The official description from Dynamite:
We can rebuild him. Better than he was before. Better. Stronger. Faster. The Six Million Dollar Man is back with an original comic book continuation of the classic television series! Oliver Spencer has lost control of Maskatron and it may cost him and everyone in the OSI their lives. And amid the chaos and fear of alien infection, Steve is reunited with Jaime Sommers, the Bionic Woman. But can even two bionic powered agents stem the tide rising against humanity?
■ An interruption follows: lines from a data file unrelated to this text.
use crate::descriptor::AgentDescriptor;
use async_trait::async_trait;
use serde::{Deserialize, Serialize};
use std::collections::HashMap;
use warden_core::{ExecutionContext, Finding, WardenResult};

/// Runtime configuration for one agent. Swapped as a whole on reload.
#[derive(Debug, Clone, Default, PartialEq, Serialize, Deserialize)]
pub struct AgentSettings {
    /// Overrides the agent's built-in system prompt.
    #[serde(default)]
    pub system_prompt: Option<String>,
    /// Overrides the generation token limit.
    #[serde(default)]
    pub max_tokens: Option<u32>,
    /// Overrides the sampling temperature.
    #[serde(default)]
    pub temperature: Option<f32>,
    /// Agent-specific options.
    #[serde(default)]
    pub extra: HashMap<String, serde_json::Value>,
}

impl AgentSettings {
    /// Set the system prompt override.
    pub fn with_system_prompt(mut self, prompt: impl Into<String>) -> Self {
        self.system_prompt = Some(prompt.into());
        self
    }

    /// Set the token limit override.
    pub fn with_max_tokens(mut self, max_tokens: u32) -> Self {
        self.max_tokens = Some(max_tokens);
        self
    }

    /// Set the temperature override.
    pub fn with_temperature(mut self, temperature: f32) -> Self {
        self.temperature = Some(temperature);
        self
    }

    /// Add an agent-specific option.
    pub fn with_extra(mut self, key: impl Into<String>, value: serde_json::Value) -> Self {
        self.extra.insert(key.into(), value);
        self
    }
}

/// A unit of analysis that turns an execution context into findings.
///
/// Agents are shared across runs and called concurrently; any per-agent state
/// (such as a response cache) must be internally synchronized.
#[async_trait]
pub trait Agent: Send + Sync {
    /// Static metadata: name, priority, requirements.
    fn descriptor(&self) -> &AgentDescriptor;

    /// Settings restored by recovery and used when nothing was reloaded.
    fn default_settings(&self) -> AgentSettings {
        AgentSettings::default()
    }

    /// Analyze the context and return findings.
    async fn analyze(
        &self,
        ctx: &ExecutionContext,
        settings: &AgentSettings,
    ) -> WardenResult<Vec<Finding>>;

    /// Drop any agent-local cached state.
    async fn clear_cache(&self) -> WardenResult<()> {
        Ok(())
    }

    /// Cheap liveness check used by recovery and the background sweep.
    async fn probe(&self) -> WardenResult<()> {
        Ok(())
    }
}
Readers who have kept up to date will likely enjoy this issue, but it does little to welcome new readers. Between potential alien invasions, robot independence and, heck, there’s even a reference to big foot, this issue seems to be stretching out in many tangents. In the middle of this is Steve Austin and friends, so it still manages to feel like The Six Million Dollar Man at times. I guess part of my problem with this title is that it’s science fiction based, but most of the focus is on action. Here, this is more than obvious.
In terms of the actual writing, Jim Kuhuric manages to fit in a large amount of dialogue in this issue, without getting in the way of any action sequences (because a robot or alien has to punch something). That said, the writing sometimes feels dated and I can’t tell if that’s a deliberate attempt to replicate the show’s era or just poor writing. Steve is strong, Jaime isn’t etc, it’s an old way of portraying much-loved characters.
Visually, the issue holds up well. While I prefer some more vibrant color, Fran Gamboa offers a reasonable variation that work well with Juan Antonio Ramirez’s pencils. I can tell who each person is without confusion, which is a definite improvement.
All in all, this is very much an issue for the fans. That may be good, considering the title in question, but if it goes too wide in its scope it won’t do itself any favors trying to get in new readers.